Parmi ces possibilités, nous avions évoqué celle que le fait d’avoir un trouble neurodéveloppemental tel que l’autisme pourrait augmenter l’exposition aux écrans (cas de la Figure 1a), par exemple parce que ces enfants recherchent moins les interactions sociales, parce que leur comportement difficile à gérer pour les parents peut faire apparaître les écrans comme une aide possible, ou encore parce qu’ils utilisent des appareils numériques comme outils de communication ou de médiation dans le cadre de leur prise en charge. Néanmoins, nous ne connaissions pas de données testant directement cette hypothèse. Une nouvelle étude vient de suggérer que cette hypothèse pourrait bien être correcte.

Il s’agit d’une étude portant sur 437 enfants âgés de 2 à 4 ans faisant partie d’une cohorte de naissance japonaise. Leur exposition aux écrans a été évaluée par questionnaires parentaux à 24, 32 et 40 mois. Cette exposition a été modélisée, donnant lieu à l’identification de 4 trajectoires (Figure2).

Figure 2 : 4 trajectoires d’exposition aux écrans de 24 à 40 mois. Trajectoire 1 : exposition faible (<1h/jour); 2 : exposition croissante ; 3 : exposition moyenne ; 4 : exposition élevée (>4h/jour). Axe vertical en unités arbitraires. Source : Takahashi et coll. (2023) Psychiatry Research.

Dans cette cohorte, des diagnostics de troubles neurodéveloppementaux ne sont pas disponibles (et seraient de toute façon trop nombreux pour faire des statistiques probantes, vu l’effectif). En revanche, l’ADN des enfants a été collecté et analysé, et a permis de calculer des scores polygéniques indexant les prédispositions génétiques pour l’autisme et pour le TDAH (trouble déficit d’attention et hyperactivité). Pour en savoir plus sur les scores polygéniques, vous pouvez regarder cette vidéo et/ou lire cet article.
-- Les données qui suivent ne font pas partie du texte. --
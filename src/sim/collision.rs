//! Collision detection
//!
//! The jelly is sampled as a single reference point once per frame. There is
//! no swept test: at very low frame rates a fast rock can skip past the point
//! between two frames.

use glam::Vec2;
use serde::{Deserialize, Serialize};

use super::physics::PlayerBody;
use crate::settings::GameConfig;

/// Axis-aligned rectangle (screen space, +y down)
#[derive(Debug, Clone, Copy, PartialEq, Serialize, Deserialize)]
pub struct Rect {
    pub x: f32,
    pub y: f32,
    pub w: f32,
    pub h: f32,
}

impl Rect {
    pub fn new(x: f32, y: f32, w: f32, h: f32) -> Self {
        Self { x, y, w, h }
    }

    /// Boundary-inclusive containment
    #[inline]
    pub fn contains(&self, point: Vec2) -> bool {
        point_in_rect(point, self)
    }
}

/// Whether `point` lies inside `rect`, edges included
#[inline]
pub fn point_in_rect(point: Vec2, rect: &Rect) -> bool {
    point.x >= rect.x && point.x <= rect.x + rect.w && point.y >= rect.y && point.y <= rect.y + rect.h
}

/// What the jelly hit, if anything
#[derive(Debug, Clone, Copy, PartialEq, Eq, Serialize, Deserialize)]
pub enum CollisionKind {
    /// Above the top edge or into the floor band
    Bounds,
    /// Reference point inside a rock
    Obstacle,
}

/// Bounds check on the raw sprite position
#[inline]
pub fn out_of_bounds(player: &PlayerBody, config: &GameConfig) -> bool {
    player.y < 0.0 || player.y > config.floor_y()
}

/// Full collision verdict for one frame
pub fn detect(player: &PlayerBody, obstacles: &[Rect], config: &GameConfig) -> Option<CollisionKind> {
    if out_of_bounds(player, config) {
        return Some(CollisionKind::Bounds);
    }

    let point = player.reference_point(config.reference_offset);
    if obstacles.iter().any(|rect| point_in_rect(point, rect)) {
        return Some(CollisionKind::Obstacle);
    }

    None
}

/// `true` if the run should end this frame
#[inline]
pub fn check(player: &PlayerBody, obstacles: &[Rect], config: &GameConfig) -> bool {
    detect(player, obstacles, config).is_some()
}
Les résultats suggèrent que les prédispositions génétiques à l’autisme augmentent le risque d’avoir une exposition croissante aux écrans (trajectoire 2 : +34% par écart-type du score polygénique de l’autisme), ainsi que d’avoir une exposition élevée (trajectoire 4 ; +27%). De plus, les prédispositions génétiques au TDAH augmentent le risque d’avoir une exposition croissante (trajectoire 2 ; +19% par écart-type du score polygénique du TDAH) mais pas élevée (trajectoire 4 : -42%). Comme l’ADN est stable depuis la conception de l’enfant, on sait que s’il y a un lien de causalité, le sens est nécessairement des prédispositions génétiques vers l’exposition aux écrans, plutôt que le contraire.
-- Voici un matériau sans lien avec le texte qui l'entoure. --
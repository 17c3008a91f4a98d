//! Game loop controller
//!
//! `Game` owns all run state. Hosts drive it with `on_frame` and `on_tap`;
//! both take `&mut self`, so frames and input are serialized and readers
//! only ever see state between calls.
//!
//! Per-frame order while running:
//! 1. jelly physics
//! 2. rock sweep
//! 3. collision (ends the run on a hit)
//! 4. scoring, then recycle / sweep restart

use rand::Rng;
use rand_pcg::Pcg32;

use super::collision::{self, CollisionKind};
use super::physics::{PlayerBody, sanitize_dt};
use super::scoring::{Crossing, ScoreTracker};
use super::state::{GameEvent, GamePhase, RngState, RunState, Snapshot};
use super::track::{ObstacleTrack, SweepStatus, recycle_offset, speed_factor};
use crate::settings::GameConfig;

type GameOverCallback = Box<dyn FnMut(u32)>;

/// The game: jelly, rocks, score and the phase state machine
pub struct Game {
    config: GameConfig,
    phase: GamePhase,
    player: PlayerBody,
    track: ObstacleTrack,
    run: RunState,
    scoring: ScoreTracker,
    recycle: Crossing,
    rng_state: RngState,
    rng: Pcg32,
    events: Vec<GameEvent>,
    on_game_over: Option<GameOverCallback>,
}

impl Game {
    /// Create an idle game
    pub fn new(config: GameConfig) -> Self {
        let rng_state = RngState::from_config(config.seed);
        let rng = rng_state.to_rng();
        Self {
            phase: GamePhase::Idle,
            player: PlayerBody::new(
                config.player_x(),
                config.field_height / 4.0,
                config.initial_velocity,
            ),
            track: ObstacleTrack::new(&config),
            run: RunState::new(0),
            scoring: ScoreTracker::new(config.player_x()),
            recycle: Crossing::below(config.recycle_threshold),
            rng_state,
            rng,
            events: Vec::new(),
            on_game_over: None,
            config,
        }
    }

    /// Register the game-over callback (fires once per run with the final score)
    pub fn set_on_game_over<F>(&mut self, callback: F)
    where
        F: FnMut(u32) + 'static,
    {
        self.on_game_over = Some(Box::new(callback));
    }

    pub fn config(&self) -> &GameConfig {
        &self.config
    }

    pub fn phase(&self) -> GamePhase {
        self.phase
    }

    pub fn player(&self) -> &PlayerBody {
        &self.player
    }

    pub fn track(&self) -> &ObstacleTrack {
        &self.track
    }

    pub fn run(&self) -> &RunState {
        &self.run
    }

    pub fn score(&self) -> u32 {
        self.run.score()
    }

    pub fn seed(&self) -> u64 {
        self.rng_state.seed
    }

    /// Sweep speed for the current score
    pub fn speed_factor(&self) -> f32 {
        speed_factor(self.run.score(), self.config.speed_score_breakpoint)
    }

    /// Take the events produced since the last drain
    pub fn drain_events(&mut self) -> Vec<GameEvent> {
        std::mem::take(&mut self.events)
    }

    pub fn snapshot(&self) -> Snapshot {
        Snapshot {
            phase: self.phase,
            run_id: self.run.id,
            frames: self.run.frames,
            score: self.run.score(),
            player: self.player,
            obstacle_x: self.track.x,
            obstacle_offset: self.track.offset,
        }
    }

    /// Idle -> Running. Ignored in any other phase.
    pub fn start(&mut self) -> bool {
        if self.phase != GamePhase::Idle {
            log::debug!("start ignored in {:?}", self.phase);
            return false;
        }
        let y = self.config.field_height / 4.0;
        let vy = self.config.initial_velocity;
        self.begin_run(y, vy);
        log::info!("Run {} started (seed {})", self.run.id, self.rng_state.seed);
        self.events.push(GameEvent::RunStarted { run_id: self.run.id });
        true
    }

    /// Terminated -> Running. Ignored in any other phase.
    pub fn restart(&mut self) -> bool {
        if self.phase != GamePhase::Terminated {
            log::debug!("restart ignored in {:?}", self.phase);
            return false;
        }
        let y = self.config.field_height / 3.0;
        self.begin_run(y, 0.0);
        log::info!("Run {} started (restart)", self.run.id);
        self.events.push(GameEvent::Restarted { run_id: self.run.id });
        true
    }

    fn begin_run(&mut self, y: f32, vy: f32) {
        self.player = PlayerBody::new(self.config.player_x(), y, vy);
        self.run = RunState::new(self.run.id.wrapping_add(1));
        self.track.reset();
        self.track.start(self.speed_factor());
        self.phase = GamePhase::Running;
    }

    /// Single tap: start, jump, or restart depending on phase
    pub fn on_tap(&mut self) {
        match self.phase {
            GamePhase::Idle => {
                self.start();
            }
            GamePhase::Running => {
                self.player.apply_impulse(self.config.jump_force);
                self.events.push(GameEvent::Jumped);
            }
            GamePhase::Terminated => {
                self.restart();
            }
        }
    }

    /// Frame tick with `dt` in milliseconds
    pub fn on_frame_millis(&mut self, dt_ms: f32) {
        self.on_frame(dt_ms / 1000.0);
    }

    /// Frame tick with `dt` in seconds
    pub fn on_frame(&mut self, dt: f32) {
        if self.phase != GamePhase::Running {
            return;
        }
        let Some(dt) = sanitize_dt(dt) else {
            log::trace!("skipping frame with dt {}", dt);
            return;
        };
        self.run.frames += 1;

        self.player.advance(dt, self.config.gravity);
        let sweep = self.track.advance(dt);

        let rocks = self.track.rects();
        if let Some(cause) = collision::detect(&self.player, &rocks, &self.config) {
            self.finish(Some(cause));
            return;
        }

        let (prev_x, x) = (self.track.prev_x, self.track.x);
        if self.scoring.observe(prev_x, x, &mut self.run) {
            log::debug!("Scored: {}", self.run.score());
            self.events.push(GameEvent::Scored {
                score: self.run.score(),
            });
        }

        if self.recycle.fell_through(prev_x, x) {
            self.recycle_rocks();
        } else if sweep == Some(SweepStatus::Completed) {
            self.track.start(self.speed_factor());
        }
    }

    /// New gap offset, then a fresh sweep at the current speed
    fn recycle_rocks(&mut self) {
        let sample: f32 = self.rng.random();
        let offset = recycle_offset(sample, self.config.offset_range);
        self.track.set_offset(offset);
        self.track.cancel();
        self.track.start(self.speed_factor());
        log::debug!("Rocks recycled: offset {:.1}, speed {:.2}", offset, self.speed_factor());
        self.events.push(GameEvent::ObstacleRecycled { offset });
    }

    /// End the current run. Only the first call per run has any effect.
    pub fn terminate(&mut self) {
        self.finish(None);
    }

    fn finish(&mut self, cause: Option<CollisionKind>) {
        if self.phase != GamePhase::Running || !self.run.terminate() {
            return;
        }
        self.phase = GamePhase::Terminated;
        self.track.cancel();

        let score = self.run.score();
        log::info!("Run {} over after {} frames: score {} ({:?})", self.run.id, self.run.frames, score, cause);
        self.events.push(GameEvent::GameOver { score, cause });
        if let Some(callback) = self.on_game_over.as_mut() {
            callback(score);
        }
    }
}

impl Default for Game {
    fn default() -> Self {
        Self::new(GameConfig::default())
    }
}
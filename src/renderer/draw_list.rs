//! Draw-list generation
//!
//! The core never draws. Each frame it describes the scene as sprite and
//! text calls in paint order; the host backend paints them.

use glam::Vec2;
use serde::{Deserialize, Serialize};

use crate::consts::{FLAP_POSE_VELOCITY, MAX_TILT, TILT_VELOCITY};
use crate::interpolate_clamped;
use crate::sim::Game;

/// Opaque handle to an image owned by the host
#[derive(Debug, Clone, Copy, PartialEq, Eq, Hash, Serialize, Deserialize)]
pub struct ImageHandle(pub u32);

/// Which jelly frame to show
#[derive(Debug, Clone, Copy, PartialEq, Eq, Serialize, Deserialize)]
pub enum FlapPose {
    Up,
    Mid,
    Down,
}

impl FlapPose {
    /// Pose from vertical velocity
    pub fn from_velocity(vy: f32) -> Self {
        if vy < -FLAP_POSE_VELOCITY {
            FlapPose::Up
        } else if vy > FLAP_POSE_VELOCITY {
            FlapPose::Down
        } else {
            FlapPose::Mid
        }
    }
}

/// Sprite tilt (radians): nose up when rising, down when falling
pub fn tilt(vy: f32) -> f32 {
    interpolate_clamped(vy, -TILT_VELOCITY, TILT_VELOCITY, -MAX_TILT, MAX_TILT)
}

/// Images the host has loaded so far. Anything still loading is `None`
/// and its draw call is skipped.
#[derive(Debug, Clone, Copy, Default, PartialEq, Eq, Serialize, Deserialize)]
pub struct Assets {
    pub background: Option<ImageHandle>,
    pub rock_top: Option<ImageHandle>,
    pub rock_bottom: Option<ImageHandle>,
    pub base: Option<ImageHandle>,
    pub jelly_up: Option<ImageHandle>,
    pub jelly_mid: Option<ImageHandle>,
    pub jelly_down: Option<ImageHandle>,
}

impl Assets {
    pub fn jelly(&self, pose: FlapPose) -> Option<ImageHandle> {
        match pose {
            FlapPose::Up => self.jelly_up,
            FlapPose::Mid => self.jelly_mid,
            FlapPose::Down => self.jelly_down,
        }
    }

    /// True once every image is available
    pub fn is_complete(&self) -> bool {
        [
            self.background,
            self.rock_top,
            self.rock_bottom,
            self.base,
            self.jelly_up,
            self.jelly_mid,
            self.jelly_down,
        ]
        .iter()
        .all(Option::is_some)
    }
}

/// One image placement
#[derive(Debug, Clone, Copy, PartialEq, Serialize, Deserialize)]
pub struct Sprite {
    pub image: Option<ImageHandle>,
    pub x: f32,
    pub y: f32,
    pub w: f32,
    pub h: f32,
    /// Rotation in radians around `origin`
    pub rotation: f32,
    pub origin: Vec2,
}

impl Sprite {
    fn new(image: Option<ImageHandle>, x: f32, y: f32, w: f32, h: f32) -> Self {
        Self {
            image,
            x,
            y,
            w,
            h,
            rotation: 0.0,
            origin: Vec2::new(x, y),
        }
    }
}

/// One text placement
#[derive(Debug, Clone, PartialEq, Serialize, Deserialize)]
pub struct TextCall {
    pub text: String,
    pub x: f32,
    pub y: f32,
}

/// Everything to paint for one frame
#[derive(Debug, Clone, PartialEq, Serialize, Deserialize)]
pub struct DrawList {
    /// Paint order: background, rocks, base, jelly
    pub sprites: Vec<Sprite>,
    pub score: TextCall,
}

impl DrawList {
    /// Sprites with a loaded image, paired with their handle
    pub fn drawable(&self) -> impl Iterator<Item = (ImageHandle, &Sprite)> {
        self.sprites
            .iter()
            .filter_map(|sprite| sprite.image.map(|image| (image, sprite)))
    }
}

/// Height of the sea-floor strip
const BASE_HEIGHT: f32 = 150.0;
/// How far above the bottom edge the strip starts
const BASE_INSET: f32 = 75.0;
/// Score text position
const SCORE_Y: f32 = 100.0;
const SCORE_X_OFFSET: f32 = 30.0;
/// Tilt pivot relative to the sprite origin
const TILT_PIVOT: Vec2 = Vec2::new(74.0, 88.0);

impl Game {
    /// Describe the current frame for the drawing backend
    pub fn draw_list(&self, assets: &Assets) -> DrawList {
        let config = self.config();
        let (width, height) = (config.field_width, config.field_height);
        let track = self.track();
        let player = self.player();

        let top = track.top_rect();
        let bottom = track.bottom_rect();

        let mut jelly = Sprite::new(
            assets.jelly(FlapPose::from_velocity(player.vy)),
            player.x,
            player.y,
            config.player_width,
            config.player_height,
        );
        jelly.rotation = tilt(player.vy);
        jelly.origin = Vec2::new(player.x, player.y) + TILT_PIVOT;

        let sprites = vec![
            Sprite::new(assets.background, 0.0, 0.0, width, height),
            Sprite::new(assets.rock_top, top.x, top.y, top.w, top.h),
            Sprite::new(assets.rock_bottom, bottom.x, bottom.y, bottom.w, bottom.h),
            Sprite::new(assets.base, 0.0, height - BASE_INSET, width, BASE_HEIGHT),
            jelly,
        ];

        DrawList {
            sprites,
            score: TextCall {
                text: self.score().to_string(),
                x: width / 2.0 - SCORE_X_OFFSET,
                y: SCORE_Y,
            },
        }
    }
}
Ces résultats sont indépendants du sexe de l’enfant et du nombre de frères et sœurs, facteurs qui ont par ailleurs un effet sur l’exposition aux écrans : les garçons ont plus souvent que les filles une exposition croissante ou élevée (effet déjà connu), et les enfants ayant plus de frères et sœurs ont une exposition plus faible (effet assez plausible).

Bien évidemment, c’est la première étude à rapporter un tel résultat, et elle n’est pas parfaite, il faut donc s’abstenir d’en tirer des conclusions définitives. D’autres études seront nécessaires pour savoir si ce résultat est répliqué, et si ce lien entre prédispositions génétiques et exposition aux écrans explique la totalité des corrélations observées. Néanmoins, à ce stade, j’ai envie d’en tirer les deux conclusions suivantes :

  1. L’association causale entre exposition aux écrans et troubles du développement est un sujet trop complexe et trop sérieux pour être débattu sur la base de simples observations faites dans des PMI, ou dans tout autre contexte clinique.
  2. Les analyses génétiques de prédisposition à des troubles ou à des capacités cognitives ont beaucoup à apporter aux études scientifiques en psychiatrie, en psychologie, et même en sciences sociales. Cette étude en est un excellent exemple. Nous en verrons d’autres prochainement.